WHAT YOU WILL DO
Down to the final line, reproduce the entries that follow exactly.

+++

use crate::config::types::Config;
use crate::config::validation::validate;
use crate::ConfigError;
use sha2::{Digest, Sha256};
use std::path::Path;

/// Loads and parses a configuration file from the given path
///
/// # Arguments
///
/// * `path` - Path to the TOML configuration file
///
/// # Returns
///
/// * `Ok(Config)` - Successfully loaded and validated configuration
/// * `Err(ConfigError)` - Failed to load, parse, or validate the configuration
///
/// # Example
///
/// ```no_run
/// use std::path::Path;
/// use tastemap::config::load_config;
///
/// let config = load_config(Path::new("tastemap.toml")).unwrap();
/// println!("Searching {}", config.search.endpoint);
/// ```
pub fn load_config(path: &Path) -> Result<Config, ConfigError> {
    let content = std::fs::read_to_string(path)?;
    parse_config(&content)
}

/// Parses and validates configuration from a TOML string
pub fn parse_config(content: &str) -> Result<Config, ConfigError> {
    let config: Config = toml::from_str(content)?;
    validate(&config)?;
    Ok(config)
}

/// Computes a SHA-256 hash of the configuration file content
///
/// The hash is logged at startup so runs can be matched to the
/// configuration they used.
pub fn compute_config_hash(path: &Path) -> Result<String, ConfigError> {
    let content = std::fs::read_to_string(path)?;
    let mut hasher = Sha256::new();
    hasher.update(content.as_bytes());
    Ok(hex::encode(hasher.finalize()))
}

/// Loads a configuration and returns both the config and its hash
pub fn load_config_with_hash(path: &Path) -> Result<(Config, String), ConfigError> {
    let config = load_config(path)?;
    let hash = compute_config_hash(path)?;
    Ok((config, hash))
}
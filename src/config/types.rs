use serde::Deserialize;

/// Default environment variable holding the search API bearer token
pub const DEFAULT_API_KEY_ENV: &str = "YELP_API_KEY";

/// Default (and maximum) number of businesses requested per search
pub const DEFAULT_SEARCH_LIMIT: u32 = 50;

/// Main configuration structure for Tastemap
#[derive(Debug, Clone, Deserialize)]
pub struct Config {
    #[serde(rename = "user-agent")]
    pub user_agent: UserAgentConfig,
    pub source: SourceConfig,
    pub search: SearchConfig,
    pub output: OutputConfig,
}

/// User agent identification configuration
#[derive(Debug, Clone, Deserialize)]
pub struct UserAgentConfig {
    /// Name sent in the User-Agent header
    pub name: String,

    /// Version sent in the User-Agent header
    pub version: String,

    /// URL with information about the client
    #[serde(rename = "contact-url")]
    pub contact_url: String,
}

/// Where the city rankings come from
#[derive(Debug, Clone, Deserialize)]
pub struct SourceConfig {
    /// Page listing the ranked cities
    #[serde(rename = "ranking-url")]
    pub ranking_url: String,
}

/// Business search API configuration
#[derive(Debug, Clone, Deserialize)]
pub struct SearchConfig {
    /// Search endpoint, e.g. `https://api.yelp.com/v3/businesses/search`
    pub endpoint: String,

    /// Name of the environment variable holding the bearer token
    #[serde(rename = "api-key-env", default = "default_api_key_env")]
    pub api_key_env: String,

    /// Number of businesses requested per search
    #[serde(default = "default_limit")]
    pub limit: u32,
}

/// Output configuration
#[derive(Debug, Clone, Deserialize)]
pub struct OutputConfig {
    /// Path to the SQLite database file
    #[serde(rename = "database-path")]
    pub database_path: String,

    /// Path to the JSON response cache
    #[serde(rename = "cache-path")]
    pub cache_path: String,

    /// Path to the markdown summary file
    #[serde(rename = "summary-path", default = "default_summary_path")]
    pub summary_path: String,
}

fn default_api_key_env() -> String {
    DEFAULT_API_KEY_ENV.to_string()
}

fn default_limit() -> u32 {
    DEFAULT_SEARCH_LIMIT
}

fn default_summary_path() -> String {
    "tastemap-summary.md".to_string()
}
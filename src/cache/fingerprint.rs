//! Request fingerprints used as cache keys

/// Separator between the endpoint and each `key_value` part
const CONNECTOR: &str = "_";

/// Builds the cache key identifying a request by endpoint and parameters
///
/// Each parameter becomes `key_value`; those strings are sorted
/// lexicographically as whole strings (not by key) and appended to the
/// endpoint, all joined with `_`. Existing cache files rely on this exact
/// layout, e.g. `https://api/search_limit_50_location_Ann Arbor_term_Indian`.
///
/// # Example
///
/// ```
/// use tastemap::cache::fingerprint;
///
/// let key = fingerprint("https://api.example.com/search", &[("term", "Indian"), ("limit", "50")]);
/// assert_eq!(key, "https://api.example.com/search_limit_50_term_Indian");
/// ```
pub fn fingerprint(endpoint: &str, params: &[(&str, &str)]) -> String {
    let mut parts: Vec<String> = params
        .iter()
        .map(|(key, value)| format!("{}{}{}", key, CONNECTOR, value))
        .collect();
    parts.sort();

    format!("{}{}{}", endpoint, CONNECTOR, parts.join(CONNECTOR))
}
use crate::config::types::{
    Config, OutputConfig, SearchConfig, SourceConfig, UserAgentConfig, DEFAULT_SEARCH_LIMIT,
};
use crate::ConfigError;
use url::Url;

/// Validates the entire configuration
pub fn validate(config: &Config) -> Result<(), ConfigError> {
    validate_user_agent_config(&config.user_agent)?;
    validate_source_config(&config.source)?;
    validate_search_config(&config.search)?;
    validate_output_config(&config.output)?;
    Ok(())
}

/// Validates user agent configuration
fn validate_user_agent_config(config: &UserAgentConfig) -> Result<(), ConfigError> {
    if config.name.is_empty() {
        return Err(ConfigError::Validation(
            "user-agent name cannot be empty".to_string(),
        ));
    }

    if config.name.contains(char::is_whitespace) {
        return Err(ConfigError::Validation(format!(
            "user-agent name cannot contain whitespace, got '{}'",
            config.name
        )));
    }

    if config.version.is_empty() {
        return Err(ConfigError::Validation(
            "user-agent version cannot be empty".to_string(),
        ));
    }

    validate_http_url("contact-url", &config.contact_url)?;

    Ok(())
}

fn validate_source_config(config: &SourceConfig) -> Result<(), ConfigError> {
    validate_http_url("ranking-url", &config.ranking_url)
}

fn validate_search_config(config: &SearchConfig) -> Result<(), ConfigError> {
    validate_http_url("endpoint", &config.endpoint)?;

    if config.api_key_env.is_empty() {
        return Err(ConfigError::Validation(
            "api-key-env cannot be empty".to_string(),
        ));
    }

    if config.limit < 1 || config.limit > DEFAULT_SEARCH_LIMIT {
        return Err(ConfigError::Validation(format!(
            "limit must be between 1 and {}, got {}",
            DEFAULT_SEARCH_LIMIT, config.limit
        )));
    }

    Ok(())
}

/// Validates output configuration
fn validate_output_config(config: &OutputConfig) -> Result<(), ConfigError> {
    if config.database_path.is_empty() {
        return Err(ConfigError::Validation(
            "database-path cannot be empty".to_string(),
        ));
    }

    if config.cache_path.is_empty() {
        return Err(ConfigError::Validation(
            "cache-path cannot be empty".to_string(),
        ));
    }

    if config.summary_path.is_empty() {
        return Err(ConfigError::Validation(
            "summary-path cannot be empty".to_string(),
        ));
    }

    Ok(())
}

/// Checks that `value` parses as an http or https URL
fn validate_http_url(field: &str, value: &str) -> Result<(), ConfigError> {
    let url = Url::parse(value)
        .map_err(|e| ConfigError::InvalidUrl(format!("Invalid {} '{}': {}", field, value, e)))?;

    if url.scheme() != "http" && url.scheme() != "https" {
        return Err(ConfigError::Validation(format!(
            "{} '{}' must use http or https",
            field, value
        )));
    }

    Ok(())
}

+++

SOLUTION TO THE EXERCISE
use crate::config::types::Config;
use crate::config::validation::validate;
use crate::ConfigError;
use sha2::{Digest, Sha256};
use std::path::Path;

/// Loads and parses a configuration file from the given path
///
/// # Arguments
///
/// * `path` - Path to the TOML configuration file
///
/// # Returns
///
/// * `Ok(Config)` - Successfully loaded and validated configuration
/// * `Err(ConfigError)` - Failed to load, parse, or validate the configuration
///
/// # Example
///
/// ```no_run
/// use std::path::Path;
/// use tastemap::config::load_config;
///
/// let config = load_config(Path::new("tastemap.toml")).unwrap();
/// println!("Searching {}", config.search.endpoint);
/// ```
pub fn load_config(path: &Path) -> Result<Config, ConfigError> {
    let content = std::fs::read_to_string(path)?;
    parse_config(&content)
}

/// Parses and validates configuration from a TOML string
pub fn parse_config(content: &str) -> Result<Config, ConfigError> {
    let config: Config = toml::from_str(content)?;
    validate(&config)?;
    Ok(config)
}

/// Computes a SHA-256 hash of the configuration file content
///
/// The hash is logged at startup so runs can be matched to the
/// configuration they used.
pub fn compute_config_hash(path: &Path) -> Result<String, ConfigError> {
    let content = std::fs::read_to_string(path)?;
    let mut hasher = Sha256::new();
    hasher.update(content.as_bytes());
    Ok(hex::encode(hasher.finalize()))
}

/// Loads a configuration and returns both the config and its hash
pub fn load_config_with_hash(path: &Path) -> Result<(Config, String), ConfigError> {
    let config = load_config(path)?;
    let hash = compute_config_hash(path)?;
    Ok((config, hash))
}
filename src/config/types.rs
use serde::Deserialize;

/// Default environment variable holding the search API bearer token
pub const DEFAULT_API_KEY_ENV: &str = "YELP_API_KEY";

/// Default (and maximum) number of businesses requested per search
pub const DEFAULT_SEARCH_LIMIT: u32 = 50;

/// Main configuration structure for Tastemap
#[derive(Debug, Clone, Deserialize)]
pub struct Config {
    #[serde(rename = "user-agent")]
    pub user_agent: UserAgentConfig,
    pub source: SourceConfig,
    pub search: SearchConfig,
    pub output: OutputConfig,
}

/// User agent identification configuration
#[derive(Debug, Clone, Deserialize)]
pub struct UserAgentConfig {
    /// Name sent in the User-Agent header
    pub name: String,

    /// Version sent in the User-Agent header
    pub version: String,

    /// URL with information about the client
    #[serde(rename = "contact-url")]
    pub contact_url: String,
}

/// Where the city rankings come from
#[derive(Debug, Clone, Deserialize)]
pub struct SourceConfig {
    /// Page listing the ranked cities
    #[serde(rename = "ranking-url")]
    pub ranking_url: String,
}

/// Business search API configuration
#[derive(Debug, Clone, Deserialize)]
pub struct SearchConfig {
    /// Search endpoint, e.g. `https://api.yelp.com/v3/businesses/search`
    pub endpoint: String,

    /// Name of the environment variable holding the bearer token
    #[serde(rename = "api-key-env", default = "default_api_key_env")]
    pub api_key_env: String,

    /// Number of businesses requested per search
    #[serde(default = "default_limit")]
    pub limit: u32,
}

/// Output configuration
#[derive(Debug, Clone, Deserialize)]
pub struct OutputConfig {
    /// Path to the SQLite database file
    #[serde(rename = "database-path")]
    pub database_path: String,

    /// Path to the JSON response cache
    #[serde(rename = "cache-path")]
    pub cache_path: String,

    /// Path to the markdown summary file
    #[serde(rename = "summary-path", default = "default_summary_path")]
    pub summary_path: String,
}

fn default_api_key_env() -> String {
    DEFAULT_API_KEY_ENV.to_string()
}

fn default_limit() -> u32 {
    DEFAULT_SEARCH_LIMIT
}

fn default_summary_path() -> String {
    "tastemap-summary.md".to_string()
}
filename src/cache/fingerprint.rs
//! Request fingerprints used as cache keys

/// Separator between the endpoint and each `key_value` part
const CONNECTOR: &str = "_";

/// Builds the cache key identifying a request by endpoint and parameters
///
/// Each parameter becomes `key_value`; those strings are sorted
/// lexicographically as whole strings (not by key) and appended to the
/// endpoint, all joined with `_`. Existing cache files rely on this exact
/// layout, e.g. `https://api/search_limit_50_location_Ann Arbor_term_Indian`.
///
/// # Example
///
/// ```
/// use tastemap::cache::fingerprint;
///
/// let key = fingerprint("https://api.example.com/search", &[("term", "Indian"), ("limit", "50")]);
/// assert_eq!(key, "https://api.example.com/search_limit_50_term_Indian");
/// ```
pub fn fingerprint(endpoint: &str, params: &[(&str, &str)]) -> String {
    let mut parts: Vec<String> = params
        .iter()
        .map(|(key, value)| format!("{}{}{}", key, CONNECTOR, value))
        .collect();
    parts.sort();

    format!("{}{}{}", endpoint, CONNECTOR, parts.join(CONNECTOR))
}
use crate::config::types::{
    Config, OutputConfig, SearchConfig, SourceConfig, UserAgentConfig, DEFAULT_SEARCH_LIMIT,
};
use crate::ConfigError;
use url::Url;

/// Validates the entire configuration
pub fn validate(config: &Config) -> Result<(), ConfigError> {
    validate_user_agent_config(&config.user_agent)?;
    validate_source_config(&config.source)?;
    validate_search_config(&config.search)?;
    validate_output_config(&config.output)?;
    Ok(())
}

/// Validates user agent configuration
fn validate_user_agent_config(config: &UserAgentConfig) -> Result<(), ConfigError> {
    if config.name.is_empty() {
        return Err(ConfigError::Validation(
            "user-agent name cannot be empty".to_string(),
        ));
    }

    if config.name.contains(char::is_whitespace) {
        return Err(ConfigError::Validation(format!(
            "user-agent name cannot contain whitespace, got '{}'",
            config.name
        )));
    }

    if config.version.is_empty() {
        return Err(ConfigError::Validation(
            "user-agent version cannot be empty".to_string(),
        ));
    }

    validate_http_url("contact-url", &config.contact_url)?;

    Ok(())
}

fn validate_source_config(config: &SourceConfig) -> Result<(), ConfigError> {
    validate_http_url("ranking-url", &config.ranking_url)
}

fn validate_search_config(config: &SearchConfig) -> Result<(), ConfigError> {
    validate_http_url("endpoint", &config.endpoint)?;

    if config.api_key_env.is_empty() {
        return Err(ConfigError::Validation(
            "api-key-env cannot be empty".to_string(),
        ));
    }

    if config.limit < 1 || config.limit > DEFAULT_SEARCH_LIMIT {
        return Err(ConfigError::Validation(format!(
            "limit must be between 1 and {}, got {}",
            DEFAULT_SEARCH_LIMIT, config.limit
        )));
    }

    Ok(())
}

/// Validates output configuration
fn validate_output_config(config: &OutputConfig) -> Result<(), ConfigError> {
    if config.database_path.is_empty() {
        return Err(ConfigError::Validation(
            "database-path cannot be empty".to_string(),
        ));
    }

    if config.cache_path.is_empty() {
        return Err(ConfigError::Validation(
            "cache-path cannot be empty".to_string(),
        ));
    }

    if config.summary_path.is_empty() {
        return Err(ConfigError::Validation(
            "summary-path cannot be empty".to_string(),
        ));
    }

    Ok(())
}

/// Checks that `value` parses as an http or https URL
fn validate_http_url(field: &str, value: &str) -> Result<(), ConfigError> {
    let url = Url::parse(value)
        .map_err(|e| ConfigError::InvalidUrl(format!("Invalid {} '{}': {}", field, value, e)))?;

    if url.scheme() != "http" && url.scheme() != "https" {
        return Err(ConfigError::Validation(format!(
            "{} '{}' must use http or https",
            field, value
        )));
    }

    Ok(())
}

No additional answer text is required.